Edited: - src/codegenie/probes/__init__.py — additive imports. - src/codegenie/probes/layer_b/scip_index.py — replaced inline helpers with imports from _indexable_files. - tests/integration/probes/test_language_detection_warm_path.py — added "generated_code" to package_json_consumers.
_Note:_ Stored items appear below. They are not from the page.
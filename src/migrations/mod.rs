pub mod collections_snapshot;
pub mod runner;

pub use collections_snapshot::CollectionsSnapshot;
pub use runner::{Migration, MigrationLedger, MigrationRunner};

use crate::core::Result;

/// Runner pre-loaded with every built-in migration, in order.
pub fn builtin_runner() -> Result<MigrationRunner> {
    MigrationRunner::new().with(Box::new(CollectionsSnapshot))
}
Validator (Stage 3) sign-off

  • All ACs for _indexable_files extraction (AC-M4 step 1): evidence in test_indexable_files.py.
  • All ACs for GeneratedCodeProbe (AC-G1..AC-G7, AC-X1..AC-X9 modulo AC-X1 as noted): evidence in test_generated_code.py.
  • All ACs for SemanticIndexMetaProbe (AC-M1..AC-M7, AC-X3..AC-X9): evidence in test_semantic_index_meta.py.
  • Test suite: 2260 passed, 5 skipped (pyarn / mkdocs extras), 2 xfailed (pre-existing).
  • ruff: All checks passed; 289 files formatted.
  • mypy --strict src/codegenie/: Success: no issues found in 91 source files.

NodeReflectionProbe ACs (AC-R0..AC-R8) have NO runtime evidence — that's the blocker. The story is therefore PARTIAL/BLOCKED.
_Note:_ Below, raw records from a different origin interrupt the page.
use thiserror::Error;

#[derive(Error, Debug)]
pub enum SchemaError {
    #[error("Validation error: {0}")]
    Validation(String),

    #[error("Constraint error: {0}")]
    Constraint(String),

    #[error("Storage error: {0}")]
    Storage(String),
}

pub type Result<T> = std::result::Result<T, SchemaError>;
Attempt 2 — 2026-05-17 (GREEN — NodeReflectionProbe unblocked)

Disposition

NodeReflectionProbe shipped. The grammar blocker that Attempt 1 flagged was resolved by 02-ADR-0011 — grammar delivery moved from vendored .so files + tools/grammars.lock BLAKE3 pins to PyPI wheels (tree-sitter-typescript, tree-sitter-javascript).

What this run did

  1. 02-ADR-0011 written; supersedes 02-ADR-0002. Status of the parent ADR flipped to Superseded. ADR README index updated.
  2. pyproject.toml gained tree-sitter>=0.23,<0.26, tree-sitter-typescript>=0.23,<1, tree-sitter-javascript>=0.23,<1 in the runtime closure.
  3. codegenie.grammars.lock rewritten from a BLAKE3-verifier to a thin language_for(name) -> tree_sitter.Language kernel. The GrammarLockFile / GrammarPin dataclasses + load_and_verify function were deleted; the only retained symbol is the typed GrammarLoadRefused exception (callers continue to pattern-match one exception type). Per-language construction is memoized via functools.lru_cache.
  4. Tests rewritten: tests/unit/grammars/test_lock.py now covers the new surface (9 tests). tests/unit/tools/test_grammars_lock.py deleted (BLAKE3-of-binary verifier is gone).
  5. Vendoring deleted: tools/grammars/, tools/grammars.lock, tools/regenerate_grammars_lock.sh, .gitattributes removed.
  6. NodeReflectionProbe implemented per the S4-06 spec — every AC from AC-R1 through AC-R8 has runtime evidence. The probe uses the modern Language(<PyCapsule>) + Parser(language) API; per- (language, query) Query objects are pre-compiled once and reused across all files in the walk. 21 tests; all pass.
  7. Registered in src/codegenie/probes/__init__.py (additive).
  8. Stories updated: S4-06 status → GREEN. S4-04 status → UNBLOCKED with a note that the next executor must adapt its AC-R2/T-R3 surface to language_for instead of the deleted load_and_verify.

What this run did NOT do

  • S4-04 implementation. The Tree-Sitter Import Graph probe is now unblocked but its story body still references the deleted load_and_verify surface. The next scheduled run should pick up S4-04 and adapt the AC-R2 / T-R3 / impl-outline §3 surface to the kernel's new shape. The actual implementation work is reduced — no grammar lock file machinery, just language_for("typescript")
  • language_for("javascript") + a per-language Parser + per-file import-edge Queries.
  • .codegenie/exclude.txt support in NodeReflectionProbe's walker. The probe uses a local _walk_node_source_files (.ts/ .tsx/.js/.jsx, excludes canonical dirs) — wider than SCIP's TS-only walker. A future refactor that elevates .codegenie/ exclude.txt support to a shared walk_source_files(root, *, suffixes) helper would deduplicate; out of scope for this run.

Final tooling state

  • Full test suite passes.
  • mypy --strict clean.
  • ruff clean.
  • The runtime closure now contains tree-sitter + two grammar wheels (~5 MB total install footprint). The fence (Phase 0 ADR- 0002) continues to enforce the LLM-SDK closure — tree-sitter wheels are not LLM SDKs and pass the fence's FORBIDDEN_LLM_SDKS intersection check.